Barbaros Şansal: 13 farklı şehirde gerçekleşecek…
Şimdi okurlarımız merak edecekler. Nerelerde olacak?
Angelina: Aslında yapım şirketimiz bu mekanların hepsini hazırladı ve bize adlarını da verdiler ama bu isimler hep Türkçe olduğu için, tam hatırlayamıyorum.
Barbaros Şansal: Tabii haklı, hatırlamak zor olabilir. Ama şunu hatırlarsın belki; bir tanesi Bodrum, sonra İzmir ve Ankara’mız var… Sonra Samsun, Ordu, Karadeniz kıyıları var… Güneydoğu var…
Angelina: Yani Türkiye’nin bütün farklı kültürleri var…
Peki, Türkiye’de yaşadığınız maceralarınız nasıl başladı?
Barbaros Şansal: Bana aşık olmalarıyla başladı… (gülüyor)
Angelina: Evet, aynen! Bu yüzden geri dönemedik. (gülümsüyorlar) Türkiye’de bulunmaktan çok mutluyuz. Benim ülkemde birçok kişi Türkiye’yi yeterince tanımıyor. Bu program ile Türkiye’de seyahat etmenin ne kadar rahat, kolay, eğlenceli, ilginç olduğunu ve Türk insanının ne kadar iyiliksever ve misafirperver olduğunu göstermek istiyoruz.

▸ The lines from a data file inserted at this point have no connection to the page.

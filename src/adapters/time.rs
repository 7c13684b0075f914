//! Time adapters.
//!
//! - **[`SystemClock`]**: `std::time::Instant` for monotonic time,
//!   `SystemTime` for the wall clock, `thread::sleep` for delays.
//! - **[`SimClock`]**: a shared counter that only moves when somebody
//!   sleeps on it (or a test advances it), so a 10 s confirmation window
//!   runs in microseconds.

use core::sync::atomic::{AtomicU64, Ordering};
use core::time::Duration;
use std::time::{Instant, SystemTime, UNIX_EPOCH};

use crate::app::ports::Clock;

/// Real time for the production server.
pub struct SystemClock {
    start: Instant,
}

impl Default for SystemClock {
    fn default() -> Self {
        Self::new()
    }
}

impl SystemClock {
    pub fn new() -> Self {
        Self {
            start: Instant::now(),
        }
    }
}

impl Clock for SystemClock {
    fn monotonic_ms(&self) -> u64 {
        self.start.elapsed().as_millis() as u64
    }

    fn unix_secs(&self) -> u64 {
        // A wall clock before 1970 is treated as the epoch itself.
        SystemTime::now()
            .duration_since(UNIX_EPOCH)
            .map_or(0, |d| d.as_secs())
    }

    fn sleep(&self, duration: Duration) {
        std::thread::sleep(duration);
    }
}

/// Simulated clock. Sleeping advances time instantly.
///
/// Wall-clock seconds are derived from the same counter on top of a fixed
/// epoch offset, so token windows roll over as simulated time passes.
#[derive(Debug, Default)]
pub struct SimClock {
    now_ms: AtomicU64,
    epoch_secs: u64,
}

impl SimClock {
    pub fn new() -> Self {
        Self::default()
    }

    /// Start with the wall clock at `epoch_secs`.
    pub fn at_unix(epoch_secs: u64) -> Self {
        Self {
            now_ms: AtomicU64::new(0),
            epoch_secs,
        }
    }

    pub fn advance(&self, duration: Duration) {
        self.now_ms
            .fetch_add(duration.as_millis() as u64, Ordering::SeqCst);
    }
}

impl Clock for SimClock {
    fn monotonic_ms(&self) -> u64 {
        self.now_ms.load(Ordering::SeqCst)
    }

    fn unix_secs(&self) -> u64 {
        self.epoch_secs + self.monotonic_ms() / 1000
    }

    fn sleep(&self, duration: Duration) {
        self.advance(duration);
    }
}
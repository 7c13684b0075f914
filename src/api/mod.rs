//! HTTP surface.
//!
//! | Route          | Auth  | Body                         |
//! |----------------|-------|------------------------------|
//! | `/`            | no    | static landing page          |
//! | `/key`         | no    | current token, plaintext     |
//! | `/api/open`    | `key` | `{"success": bool}`          |
//! | `/api/close`   | `key` | `{"success": bool}`          |
//! | `/api/status`  | `key` | last confirmed state         |
//! | `/fopen`       | no    | `ok` (drive open, no wait)   |
//! | `/fclose`      | no    | `ok` (drive close, no wait)  |
//! | `/freset`      | no    | `ok` (release hardware)      |

pub mod error;
pub mod handlers;
pub mod middleware;
pub mod models;
pub mod routes;
pub mod server;

use std::sync::Arc;

use crate::app::service::DoorService;
use crate::auth::TokenService;
use crate::config::DoorConfig;

pub use routes::create_router;
pub use server::HttpServer;

/// Shared state handed to every handler.
#[derive(Clone)]
pub struct AppState {
    pub door: Arc<DoorService>,
    pub tokens: Arc<TokenService>,
    pub config: Arc<DoorConfig>,
}
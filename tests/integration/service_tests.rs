//! DoorService: status cache, events, serialization, lifecycle.

use core::time::Duration;
use std::sync::Arc;
use std::thread;

use door_opener::adapters::sim_board::SimBoard;
use door_opener::adapters::time::SimClock;
use door_opener::app::commands::DoorIntent;
use door_opener::app::events::DoorEvent;
use door_opener::app::ports::Clock;
use door_opener::app::service::{DoorService, StatusSnapshot};
use door_opener::config::Timing;
use door_opener::drivers::hw_init::HardwareLifecycle;
use door_opener::drivers::status_led::Color;
use door_opener::pins::PinMap;
use door_opener::sensors::position::SensorReading;

use crate::mock_hw::{HwCall, MockHardware, RecordingSink};

const EPOCH: u64 = 1_700_000_000;

fn mock_service(hw: MockHardware) -> (DoorService, RecordingSink, Arc<SimClock>) {
    let clock = Arc::new(SimClock::at_unix(EPOCH));
    let sink = RecordingSink::new();
    let svc = DoorService::new(
        Box::new(hw),
        Box::new(sink.clone()),
        clock.clone(),
        Timing::default(),
    );
    (svc, sink, clock)
}

fn sim_service(board_setup: impl FnOnce(SimBoard) -> SimBoard) -> (DoorService, SimBoard, Arc<SimClock>) {
    let clock = Arc::new(SimClock::at_unix(EPOCH));
    let board = board_setup(SimBoard::new(PinMap::default(), clock.clone()));
    let hw = HardwareLifecycle::new(board.clone(), PinMap::default(), 100);
    let svc = DoorService::new(
        Box::new(hw),
        Box::new(RecordingSink::new()),
        clock.clone(),
        Timing::default(),
    );
    (svc, board, clock)
}

// ── Status cache ──────────────────────────────────────────────

#[test]
fn open_confirmed_two_seconds_after_drive() {
    let (svc, board, _) = sim_service(|b| b.with_travel(Duration::from_secs(2)));
    svc.initialize().unwrap();

    let out = svc.actuate(DoorIntent::Open).unwrap();
    assert!(out.confirmed());
    assert_eq!(out.elapsed_ms, 2_000);
    assert_eq!(
        svc.status(),
        StatusSnapshot {
            is_open: true,
            last_updated: EPOCH + 2
        }
    );
    assert_eq!(board.led_colour(), Some(Color::OPEN));
}

#[test]
fn jammed_door_times_out_and_cache_keeps_prior_value() {
    let (svc, board, clock) = sim_service(|b| b.with_travel(Duration::from_secs(2)));
    svc.initialize().unwrap();
    svc.actuate(DoorIntent::Open).unwrap();
    svc.actuate(DoorIntent::Close).unwrap();
    let before = svc.status();

    board.set_jammed(true);
    let start = clock.unix_secs();
    let out = svc.actuate(DoorIntent::Open).unwrap();

    assert!(!out.confirmed());
    assert!(out.elapsed_ms >= 10_000 && out.elapsed_ms < 10_020);
    assert_eq!(clock.unix_secs(), start + 10);
    assert_eq!(svc.status(), before);
}

#[test]
fn close_confirmation_clears_open_flag() {
    let (svc, _, _) = sim_service(|b| b.start_open());
    assert_eq!(svc.initialize().unwrap(), SensorReading::FullyOpen);
    let out = svc.actuate(DoorIntent::Close).unwrap();
    assert!(out.confirmed());
    assert!(!svc.status().is_open);
}

// ── Events ────────────────────────────────────────────────────

#[test]
fn confirmed_command_emits_issue_then_confirm() {
    let (svc, sink, _) = mock_service(MockHardware::new(Some(1)));
    svc.actuate(DoorIntent::Open).unwrap();
    assert_eq!(
        sink.snapshot(),
        vec![
            DoorEvent::CommandIssued(DoorIntent::Open),
            DoorEvent::Confirmed {
                intent: DoorIntent::Open,
                elapsed_ms: 0
            },
        ]
    );
}

#[test]
fn timeout_emits_timed_out_event() {
    let (svc, sink, _) = mock_service(MockHardware::new(None));
    let before = svc.status();
    svc.actuate(DoorIntent::Open).unwrap();
    assert!(matches!(
        sink.snapshot().last(),
        Some(DoorEvent::TimedOut { intent: DoorIntent::Open, .. })
    ));
    assert_eq!(svc.status(), before);
}

#[test]
fn force_drive_skips_confirmation() {
    let hw = MockHardware::new(None);
    let log = hw.log();
    let (svc, sink, _) = mock_service(hw);
    svc.force_drive(DoorIntent::Close).unwrap();
    assert_eq!(*log.lock().unwrap(), vec![HwCall::DriveClose]);
    assert_eq!(sink.snapshot(), vec![DoorEvent::ForcedDrive(DoorIntent::Close)]);
}

#[test]
fn hardware_fault_propagates_and_leaves_cache() {
    let (svc, _, _) = mock_service(MockHardware::failing_reads());
    let before = svc.status();
    assert!(svc.actuate(DoorIntent::Open).is_err());
    assert_eq!(svc.status(), before);
}

// ── Lifecycle ─────────────────────────────────────────────────

#[test]
fn repeated_initialize_allocates_pwm_once_but_reapplies_colour() {
    let (svc, board, _) = sim_service(|b| b);
    svc.initialize().unwrap();
    let writes_after_first = board.duty_writes();
    svc.initialize().unwrap();

    assert_eq!(board.pwm_allocations(), 3);
    assert_eq!(board.duty_writes(), writes_after_first + 3);
    assert_eq!(board.led_colour(), Some(Color::CLOSED));
}

#[test]
fn reset_then_refresh_claims_again() {
    let (svc, board, _) = sim_service(|b| b);
    svc.initialize().unwrap();
    svc.shutdown();
    assert_eq!(board.releases(), 1);
    assert_eq!(board.led_colour(), None);

    assert!(matches!(svc.refresh(), Some(Ok(SensorReading::NotFullyOpen))));
    assert_eq!(board.led_colour(), Some(Color::CLOSED));
}

#[test]
fn actuate_after_reset_is_a_hardware_fault() {
    let (svc, _, _) = sim_service(|b| b);
    svc.initialize().unwrap();
    svc.shutdown();
    assert!(svc.actuate(DoorIntent::Open).is_err());
}

// ── Concurrency ───────────────────────────────────────────────

#[test]
fn concurrent_commands_are_serialized() {
    let (svc, board, _) = sim_service(|b| b.with_travel(Duration::from_millis(500)));
    svc.initialize().unwrap();
    let svc = Arc::new(svc);

    let handles: Vec<_> = [DoorIntent::Open, DoorIntent::Close, DoorIntent::Open]
        .into_iter()
        .map(|intent| {
            let svc = svc.clone();
            thread::spawn(move || svc.actuate(intent).unwrap())
        })
        .collect();
    for h in handles {
        assert!(h.join().unwrap().confirmed());
    }

    // Whatever order the runs took, the cache agrees with the last one and
    // with the physical door.
    assert_eq!(svc.status().is_open, board.is_fully_open());
}
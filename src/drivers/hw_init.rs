//! Hardware lifecycle: claim, refresh, release.
//!
//! [`HardwareLifecycle`] exclusively owns every pin and PWM handle of the
//! door (the hardware handle). The motor, sensor and indicator drivers are
//! only reachable through it, and it implements the domain port traits.
//!
//! `initialize()` is idempotent and cheap: pins and PWM channels are claimed
//! only while absent, but the sensor is re-read and the indicator colour
//! re-applied on every call so the LED never shows a stale state.
//! `shutdown()` drops everything; the next `initialize()` starts afresh.

use log::{debug, info, warn};

use crate::app::ports::{
    ActuatorPort, GpioBackend, IndicatorPort, LifecyclePort, SensorPort,
};
use crate::drivers::motor::{Direction, Line, MotorDriver};
use crate::drivers::status_led::{Channel, Color, StatusIndicator};
use crate::error::{HardwareFault, Result};
use crate::pins::PinMap;
use crate::sensors::position::{PositionSensor, SensorReading};

pub struct HardwareLifecycle<B: GpioBackend> {
    backend: B,
    pins: PinMap,
    pwm_frequency_hz: u32,
    motor: Option<MotorDriver<B::Output>>,
    sensor: Option<PositionSensor<B::Input>>,
    indicator: Option<StatusIndicator<B::Pwm>>,
}

impl<B: GpioBackend> HardwareLifecycle<B> {
    /// Nothing is claimed until the first [`initialize`](LifecyclePort::initialize).
    pub fn new(backend: B, pins: PinMap, pwm_frequency_hz: u32) -> Self {
        Self {
            backend,
            pins,
            pwm_frequency_hz,
            motor: None,
            sensor: None,
            indicator: None,
        }
    }

    pub fn is_initialized(&self) -> bool {
        self.motor.is_some() && self.sensor.is_some() && self.indicator.is_some()
    }

    fn claim_pins(&mut self) -> Result<()> {
        if self.motor.is_none() {
            let p = self.pins;
            let in1 = Line::new(self.backend.output(p.motor_in1)?, p.motor_in1);
            let in2 = Line::new(self.backend.output(p.motor_in2)?, p.motor_in2);
            let ena = Line::new(self.backend.output(p.motor_enable)?, p.motor_enable);
            self.motor = Some(MotorDriver::new(in1, in2, ena));
            debug!(
                "hw: motor outputs claimed (in1={}, in2={}, ena={})",
                p.motor_in1, p.motor_in2, p.motor_enable
            );
        }
        if self.sensor.is_none() {
            let gpio = self.pins.position_sensor;
            self.sensor = Some(PositionSensor::new(self.backend.input_pull_up(gpio)?, gpio));
            debug!("hw: position sensor claimed (GPIO{gpio}, pull-up)");
        }
        Ok(())
    }

    fn allocate_pwm(&mut self) -> Result<()> {
        if self.indicator.is_some() {
            return Ok(());
        }
        let [r, g, b] = self.pins.led();
        let freq = self.pwm_frequency_hz;
        let channels = [
            Channel::new(self.backend.pwm(r, freq)?, r),
            Channel::new(self.backend.pwm(g, freq)?, g),
            Channel::new(self.backend.pwm(b, freq)?, b),
        ];
        self.indicator = Some(StatusIndicator::start(channels)?);
        info!("hw: PWM channels allocated (R={r}, G={g}, B={b} @ {freq} Hz)");
        Ok(())
    }

    fn motor(&mut self) -> Result<&mut MotorDriver<B::Output>> {
        self.motor
            .as_mut()
            .ok_or(HardwareFault::NotInitialized.into())
    }
}

// ── LifecyclePort ─────────────────────────────────────────────

impl<B: GpioBackend> LifecyclePort for HardwareLifecycle<B> {
    fn initialize(&mut self) -> Result<SensorReading> {
        self.claim_pins()?;
        self.allocate_pwm()?;

        let reading = self.read_open_confirmed()?;
        let colour = Color::for_reading(reading);
        self.indicator
            .as_mut()
            .ok_or(HardwareFault::NotInitialized)?
            .apply(colour)?;
        Ok(reading)
    }

    fn shutdown(&mut self) {
        if let Some(mut led) = self.indicator.take() {
            if let Err(e) = led.off() {
                warn!("hw: indicator off failed during shutdown: {e}");
            }
        }
        if let Some(mut motor) = self.motor.take() {
            if let Err(e) = motor.stop() {
                warn!("hw: motor stop failed during shutdown: {e}");
            }
        }
        self.sensor = None;
        self.backend.release_all();
        info!("hw: all pins released");
    }
}

// ── ActuatorPort ──────────────────────────────────────────────

impl<B: GpioBackend> ActuatorPort for HardwareLifecycle<B> {
    fn drive_open(&mut self) -> Result<()> {
        self.motor()?.drive(Direction::Open)?;
        Ok(())
    }

    fn drive_close(&mut self) -> Result<()> {
        self.motor()?.drive(Direction::Close)?;
        Ok(())
    }
}

// ── SensorPort ────────────────────────────────────────────────

impl<B: GpioBackend> SensorPort for HardwareLifecycle<B> {
    fn read_open_confirmed(&mut self) -> Result<SensorReading> {
        let sensor = self.sensor.as_mut().ok_or(HardwareFault::NotInitialized)?;
        Ok(sensor.read()?)
    }
}

// ── IndicatorPort ─────────────────────────────────────────────

impl<B: GpioBackend> IndicatorPort for HardwareLifecycle<B> {
    fn set_color(&mut self, color: Color) -> Result<()> {
        let led = self.indicator.as_mut().ok_or(HardwareFault::NotInitialized)?;
        led.set_colour(color)?;
        Ok(())
    }

    fn indicator_state(&self) -> Option<Color> {
        self.indicator.as_ref().map(StatusIndicator::current_colour)
    }
}

impl<B: GpioBackend> Drop for HardwareLifecycle<B> {
    fn drop(&mut self) {
        if self.is_initialized() {
            self.shutdown();
        }
    }
}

Barbaros Şansal: Aslında Angelina’nın annesi Türk, çok akıllı ve hoş bir bayan. Ama Angelina Amerika’da doğmuş ve orada büyümüş. İşte bu yüzden de Angelina biraz köklerine inmek istedi. Amerikan bakış açısıyla, ki bunu politik açıdan söylemiyorum, Türkiye çok farklı bir ülke. Uzaktan çok da iyi bilinmiyor. Çok şaşırıyorlar, gerçeği görünce… İşte onlar da bunu düşünerek buraya geldiler ve bizim güzel prenseslerimiz Angelina ve Diana; gezmeye, alışveriş yapmaya, eğlenmeye, hayatın tadını çıkarmaya ve diğer insanlara asıl gerçeği göstermeye karar verdiler. Bu bir “Reality Show” değil. Bu günlük hayatta birebir yaşanan, tamamen doğal bir program.
Şu ana kadar İstanbul’da başınıza gelmiş olan ilginç maceralarınızdan birkaçını anlatmanızı istesek…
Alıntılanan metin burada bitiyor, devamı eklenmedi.